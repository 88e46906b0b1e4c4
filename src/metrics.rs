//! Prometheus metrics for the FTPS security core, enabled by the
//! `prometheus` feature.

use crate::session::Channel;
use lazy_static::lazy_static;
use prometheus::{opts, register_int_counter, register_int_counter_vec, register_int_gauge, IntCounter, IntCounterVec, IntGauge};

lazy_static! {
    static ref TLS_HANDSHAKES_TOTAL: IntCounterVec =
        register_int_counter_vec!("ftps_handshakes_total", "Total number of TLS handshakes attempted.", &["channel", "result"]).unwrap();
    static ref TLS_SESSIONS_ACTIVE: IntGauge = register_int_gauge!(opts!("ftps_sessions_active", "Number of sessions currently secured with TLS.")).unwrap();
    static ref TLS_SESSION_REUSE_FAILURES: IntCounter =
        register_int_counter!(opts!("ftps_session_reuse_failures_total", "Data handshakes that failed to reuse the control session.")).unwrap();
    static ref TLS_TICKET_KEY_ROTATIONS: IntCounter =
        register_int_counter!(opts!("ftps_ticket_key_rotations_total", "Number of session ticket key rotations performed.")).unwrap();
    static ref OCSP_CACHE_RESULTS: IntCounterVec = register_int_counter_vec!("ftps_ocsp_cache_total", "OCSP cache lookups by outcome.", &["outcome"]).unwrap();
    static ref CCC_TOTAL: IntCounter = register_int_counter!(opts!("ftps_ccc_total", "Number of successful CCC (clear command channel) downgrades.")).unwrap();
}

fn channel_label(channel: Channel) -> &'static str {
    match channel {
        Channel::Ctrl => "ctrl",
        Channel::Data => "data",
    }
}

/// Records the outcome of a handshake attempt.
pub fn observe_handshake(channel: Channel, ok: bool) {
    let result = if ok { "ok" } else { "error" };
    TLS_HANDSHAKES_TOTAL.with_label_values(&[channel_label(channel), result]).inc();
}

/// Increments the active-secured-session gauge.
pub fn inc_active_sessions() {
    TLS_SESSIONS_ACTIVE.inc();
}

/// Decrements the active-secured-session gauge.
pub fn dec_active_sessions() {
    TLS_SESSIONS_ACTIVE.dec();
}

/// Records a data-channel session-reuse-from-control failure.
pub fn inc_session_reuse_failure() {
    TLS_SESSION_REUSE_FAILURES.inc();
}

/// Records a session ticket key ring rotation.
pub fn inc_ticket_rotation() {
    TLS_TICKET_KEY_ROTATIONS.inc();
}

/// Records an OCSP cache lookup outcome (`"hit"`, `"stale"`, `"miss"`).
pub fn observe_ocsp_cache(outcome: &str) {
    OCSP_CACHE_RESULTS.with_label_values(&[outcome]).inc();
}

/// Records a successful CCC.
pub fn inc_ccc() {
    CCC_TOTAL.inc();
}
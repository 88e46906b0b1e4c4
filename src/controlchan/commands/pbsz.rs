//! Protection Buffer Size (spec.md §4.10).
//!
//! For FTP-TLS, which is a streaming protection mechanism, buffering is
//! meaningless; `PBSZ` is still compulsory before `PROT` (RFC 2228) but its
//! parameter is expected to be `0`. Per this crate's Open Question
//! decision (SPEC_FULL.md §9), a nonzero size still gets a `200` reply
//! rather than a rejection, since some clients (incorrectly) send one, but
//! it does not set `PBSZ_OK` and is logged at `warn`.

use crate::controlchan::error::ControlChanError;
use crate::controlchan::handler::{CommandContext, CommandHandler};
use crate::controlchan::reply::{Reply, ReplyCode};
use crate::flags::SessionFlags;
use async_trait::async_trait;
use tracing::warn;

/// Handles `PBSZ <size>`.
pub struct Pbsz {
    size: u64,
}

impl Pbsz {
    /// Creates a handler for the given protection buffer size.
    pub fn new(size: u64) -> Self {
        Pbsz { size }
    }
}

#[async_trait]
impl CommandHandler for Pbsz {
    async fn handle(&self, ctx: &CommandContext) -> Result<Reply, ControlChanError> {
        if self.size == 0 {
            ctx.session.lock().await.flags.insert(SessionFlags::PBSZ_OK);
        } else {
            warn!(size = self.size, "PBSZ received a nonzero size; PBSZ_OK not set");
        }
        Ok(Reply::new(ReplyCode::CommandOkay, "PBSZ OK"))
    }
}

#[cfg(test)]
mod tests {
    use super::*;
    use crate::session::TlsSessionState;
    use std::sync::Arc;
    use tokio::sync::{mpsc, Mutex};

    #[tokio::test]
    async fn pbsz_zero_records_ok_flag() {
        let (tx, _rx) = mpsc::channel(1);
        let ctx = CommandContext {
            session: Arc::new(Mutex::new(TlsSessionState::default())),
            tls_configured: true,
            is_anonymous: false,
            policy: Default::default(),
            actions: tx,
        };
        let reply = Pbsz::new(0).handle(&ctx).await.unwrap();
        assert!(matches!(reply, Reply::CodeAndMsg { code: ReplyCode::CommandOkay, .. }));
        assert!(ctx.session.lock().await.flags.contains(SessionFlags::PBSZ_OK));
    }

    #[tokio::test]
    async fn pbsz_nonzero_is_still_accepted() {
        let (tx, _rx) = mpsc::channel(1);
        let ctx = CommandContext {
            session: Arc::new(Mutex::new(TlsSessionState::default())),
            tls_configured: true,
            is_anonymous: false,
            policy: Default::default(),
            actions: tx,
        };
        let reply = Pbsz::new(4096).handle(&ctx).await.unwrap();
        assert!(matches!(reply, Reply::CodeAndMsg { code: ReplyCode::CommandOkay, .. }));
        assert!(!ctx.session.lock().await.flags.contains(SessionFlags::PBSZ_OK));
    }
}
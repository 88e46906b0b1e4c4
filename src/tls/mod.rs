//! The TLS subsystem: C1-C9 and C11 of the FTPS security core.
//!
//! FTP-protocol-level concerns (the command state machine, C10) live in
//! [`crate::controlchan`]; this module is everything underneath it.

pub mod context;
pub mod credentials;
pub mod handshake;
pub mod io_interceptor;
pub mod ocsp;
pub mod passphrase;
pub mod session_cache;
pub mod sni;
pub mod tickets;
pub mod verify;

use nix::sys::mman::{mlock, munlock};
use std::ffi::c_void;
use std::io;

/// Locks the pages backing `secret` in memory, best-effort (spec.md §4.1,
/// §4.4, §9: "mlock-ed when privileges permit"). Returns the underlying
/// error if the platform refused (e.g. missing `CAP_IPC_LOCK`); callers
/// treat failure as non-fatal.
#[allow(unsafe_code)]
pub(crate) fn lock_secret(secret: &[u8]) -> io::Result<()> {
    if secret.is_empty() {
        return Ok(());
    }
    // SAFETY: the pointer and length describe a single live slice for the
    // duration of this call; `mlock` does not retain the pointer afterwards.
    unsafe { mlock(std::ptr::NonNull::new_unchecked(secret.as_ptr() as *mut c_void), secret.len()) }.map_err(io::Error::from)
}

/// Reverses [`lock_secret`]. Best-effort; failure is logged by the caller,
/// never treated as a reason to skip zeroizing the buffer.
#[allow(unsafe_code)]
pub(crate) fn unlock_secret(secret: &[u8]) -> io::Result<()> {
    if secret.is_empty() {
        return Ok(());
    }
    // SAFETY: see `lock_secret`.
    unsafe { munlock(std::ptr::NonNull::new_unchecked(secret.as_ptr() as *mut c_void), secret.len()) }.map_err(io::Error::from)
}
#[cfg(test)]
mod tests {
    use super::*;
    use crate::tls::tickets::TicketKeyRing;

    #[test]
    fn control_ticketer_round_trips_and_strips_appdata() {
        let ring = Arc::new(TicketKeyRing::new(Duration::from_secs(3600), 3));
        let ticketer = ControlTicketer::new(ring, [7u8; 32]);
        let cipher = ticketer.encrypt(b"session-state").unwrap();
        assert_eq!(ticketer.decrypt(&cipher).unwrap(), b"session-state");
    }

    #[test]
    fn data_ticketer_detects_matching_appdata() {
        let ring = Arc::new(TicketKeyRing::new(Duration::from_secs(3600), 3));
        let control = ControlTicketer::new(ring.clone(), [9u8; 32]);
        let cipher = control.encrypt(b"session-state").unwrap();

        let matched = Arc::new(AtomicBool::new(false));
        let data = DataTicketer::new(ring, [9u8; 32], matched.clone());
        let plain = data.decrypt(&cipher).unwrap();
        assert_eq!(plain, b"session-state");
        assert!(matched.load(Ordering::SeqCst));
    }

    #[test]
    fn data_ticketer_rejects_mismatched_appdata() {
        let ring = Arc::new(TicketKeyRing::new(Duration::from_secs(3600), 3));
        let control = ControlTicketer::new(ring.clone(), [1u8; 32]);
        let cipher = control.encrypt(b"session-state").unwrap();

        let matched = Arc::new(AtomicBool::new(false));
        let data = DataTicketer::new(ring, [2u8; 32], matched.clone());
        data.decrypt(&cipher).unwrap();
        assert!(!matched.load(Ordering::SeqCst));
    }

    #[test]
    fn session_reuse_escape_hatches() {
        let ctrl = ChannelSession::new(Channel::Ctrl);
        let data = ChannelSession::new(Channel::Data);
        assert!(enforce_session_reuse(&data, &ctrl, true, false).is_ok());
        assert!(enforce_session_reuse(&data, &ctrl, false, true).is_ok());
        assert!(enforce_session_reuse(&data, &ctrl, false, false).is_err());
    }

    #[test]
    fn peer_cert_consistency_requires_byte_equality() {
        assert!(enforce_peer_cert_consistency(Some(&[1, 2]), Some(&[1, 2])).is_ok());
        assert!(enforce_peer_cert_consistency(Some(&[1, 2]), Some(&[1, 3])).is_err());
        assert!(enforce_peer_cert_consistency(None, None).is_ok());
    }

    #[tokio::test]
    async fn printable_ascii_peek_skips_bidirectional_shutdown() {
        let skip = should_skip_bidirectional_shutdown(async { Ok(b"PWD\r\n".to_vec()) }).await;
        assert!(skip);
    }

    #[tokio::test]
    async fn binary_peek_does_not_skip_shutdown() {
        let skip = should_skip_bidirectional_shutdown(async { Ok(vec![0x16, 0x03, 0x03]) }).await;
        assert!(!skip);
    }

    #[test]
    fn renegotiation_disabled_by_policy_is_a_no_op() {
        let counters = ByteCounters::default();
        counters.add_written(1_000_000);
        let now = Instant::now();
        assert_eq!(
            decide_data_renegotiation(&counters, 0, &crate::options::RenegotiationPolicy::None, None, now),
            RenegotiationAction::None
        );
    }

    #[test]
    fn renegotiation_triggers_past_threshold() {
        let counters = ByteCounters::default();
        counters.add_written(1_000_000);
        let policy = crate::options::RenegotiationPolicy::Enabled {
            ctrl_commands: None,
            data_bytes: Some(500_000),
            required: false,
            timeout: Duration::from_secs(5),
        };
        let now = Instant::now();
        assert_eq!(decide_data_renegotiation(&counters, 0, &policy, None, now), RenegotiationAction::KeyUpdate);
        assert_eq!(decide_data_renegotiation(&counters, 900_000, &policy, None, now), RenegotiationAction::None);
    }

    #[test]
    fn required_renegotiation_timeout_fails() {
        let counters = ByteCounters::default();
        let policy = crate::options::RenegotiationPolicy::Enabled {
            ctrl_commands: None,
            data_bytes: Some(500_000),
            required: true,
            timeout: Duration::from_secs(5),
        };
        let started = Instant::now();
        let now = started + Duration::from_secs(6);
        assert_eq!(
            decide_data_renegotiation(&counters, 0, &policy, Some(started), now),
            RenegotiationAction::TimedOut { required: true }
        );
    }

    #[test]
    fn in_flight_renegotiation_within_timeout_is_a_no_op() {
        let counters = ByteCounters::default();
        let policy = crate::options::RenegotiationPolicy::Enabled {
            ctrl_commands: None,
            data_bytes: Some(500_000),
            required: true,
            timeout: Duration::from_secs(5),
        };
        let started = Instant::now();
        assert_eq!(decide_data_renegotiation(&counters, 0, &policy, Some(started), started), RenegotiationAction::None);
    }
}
================
Quote verbatim the opening lines of the listing above, ending with the line where "static ref TLS_HANDSHAKES_TOTAL: IntCounterVec" appears; include both endpoints and nothing more.

*REPLY TO THE TASK:*
repository 88e46906b0b1e4c4
filename src/metrics.rs
//! Prometheus metrics for the FTPS security core, enabled by the
//! `prometheus` feature.

use crate::session::Channel;
use lazy_static::lazy_static;
use prometheus::{opts, register_int_counter, register_int_counter_vec, register_int_gauge, IntCounter, IntCounterVec, IntGauge};

lazy_static! {
    static ref TLS_HANDSHAKES_TOTAL: IntCounterVec =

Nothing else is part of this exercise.